Neuroendocrine carcinoma of seminal vesicle
Neuroendocrine carcinoma of SVs (NCSVs) are primary tumor of SVs that are malignant. Prognosis of NCSV is extremely poor and patients usually  die by a disease (68). A unique manifestation of NCSV is Lambert Eaton syndrome (LES). LES is an autoimmune disease that leads to degeneration of neuromuscular junction (127). Kreiner et al reported a case of patient with SV mass, detected using CT and PET for LES evaluation. TRUS-guided biopsy identified a poorly differentiated neuroendocrine carcinoma. Treatment suggested for pathology was chemotherapy and surveillance (16). Other symptoms seen secondary to NCSV is obstructive uropathy (128).
Seminal vesicle phyllodes tumor
Phyllodes tumor, also known as mixed epithelial-stromal tumors, encompasses low, intermediate and high-grade tumors. this tumor is benign in most cases, sometimes it may become malignant (52). Some symptoms presented secondary to phyllodes tumor of SVs include flank pain, on either side depending on which SV has the mass, urinary obstruction, and hematospermia (58, 129, 130). TRUS, CT, and MRI can aid in identifying a large mass on seminal vesicle. Seminal vesiculectomy remove the tumor from SVs (129).
Seminal vesicle primitive neuroectodermal tumor
SV primitive neuroectodermal tumor is rare, with an unclear origin. DRE and TRUS can detect a mass present but further diagnostic imaging is necessary. De Paula et al reported a case of patient showing a solid mass after CT. After declining TRUS-biopsy, the patient returned complaining of rectal stricture and urinary obstructive symptoms. Biopsy suggested primitive neuroectodermal tumor. Patient was treated with two cycles of chemotherapy, and then underwent laparotomy to excise the mass (131).
Secondary carcinoma of seminal vesicles
Diseases arising from different organs, may extend to SVs, from distant or local regions of the body. Disease that metastatize to SVs include, melanoma, renal cell carcinoma, testicular tumor, hepatocellular carcinoma, prostate carcinoma, rectal carcinoma, and bladder carcinoma (132-138).
Seminal vesicles fistula
SVs fistula is secondary to rectal adenocarcinoma and may present with rare symptoms of diarrhea and pneumaturia.
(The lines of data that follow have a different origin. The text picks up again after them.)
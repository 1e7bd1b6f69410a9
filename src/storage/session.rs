//! Snapshot of the most recent analysis, read back by the dashboard

use crate::error::Result;
use crate::processing::analyzer::AnalysisRow;
use chrono::{DateTime, Utc};
use serde::{Deserialize, Serialize};
use std::path::Path;

#[derive(Debug, Clone, PartialEq, Serialize, Deserialize)]
pub struct SessionSnapshot {
    pub job_category: String,
    pub role: String,
    pub analyzed_at: DateTime<Utc>,
    /// Ranked, best match first
    pub rows: Vec<AnalysisRow>,
}

impl SessionSnapshot {
    pub fn new(job_category: &str, role: &str, rows: Vec<AnalysisRow>) -> Self {
        Self {
            job_category: job_category.to_string(),
            role: role.to_string(),
            analyzed_at: Utc::now(),
            rows,
        }
    }

    /// Replace any previous snapshot at `path`
    pub fn save(&self, path: &Path) -> Result<()> {
        if let Some(parent) = path.parent() {
            std::fs::create_dir_all(parent)?;
        }
        std::fs::write(path, serde_json::to_string_pretty(self)?)?;
        Ok(())
    }

    /// `None` when no analysis has been run yet
    pub fn load(path: &Path) -> Result<Option<Self>> {
        if !path.exists() {
            return Ok(None);
        }
        let content = std::fs::read_to_string(path)?;
        Ok(Some(serde_json::from_str(&content)?))
    }
}
//! Resume screener library

pub mod admin;
pub mod cli;
pub mod config;
pub mod error;
pub mod input;
pub mod output;
pub mod processing;
pub mod storage;

pub use config::Config;
pub use error::{Result, ScreenerError};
Treatment of this rare complication includes administration of metronidazole (12). Patients with SVs fistula present themselves secondary to iatrogenic resection of cancer, Crohn’s disease, and neoplastic infiltration (12, 139).
SVs are part of male genitourinary systems, and play a critical role in aiding the motility of sperm, therefore are necessary for male fertility. Diseases of SVs can result in male infertility. Patients suffering from diseases of SVs present with a diverse number of symptoms like hematospermia, pain, irritative and obstructive lower urinary tract symptoms. There are a variety of categories that incorporate the SVs diseases . These categories are congenital, cystic, infection, solids, and fistula. We addressed the methods of diagnosis of SVs diseases, both imaging modalities and instrumentational.
Conflict of interest
The authors declare they have no conflict of interest.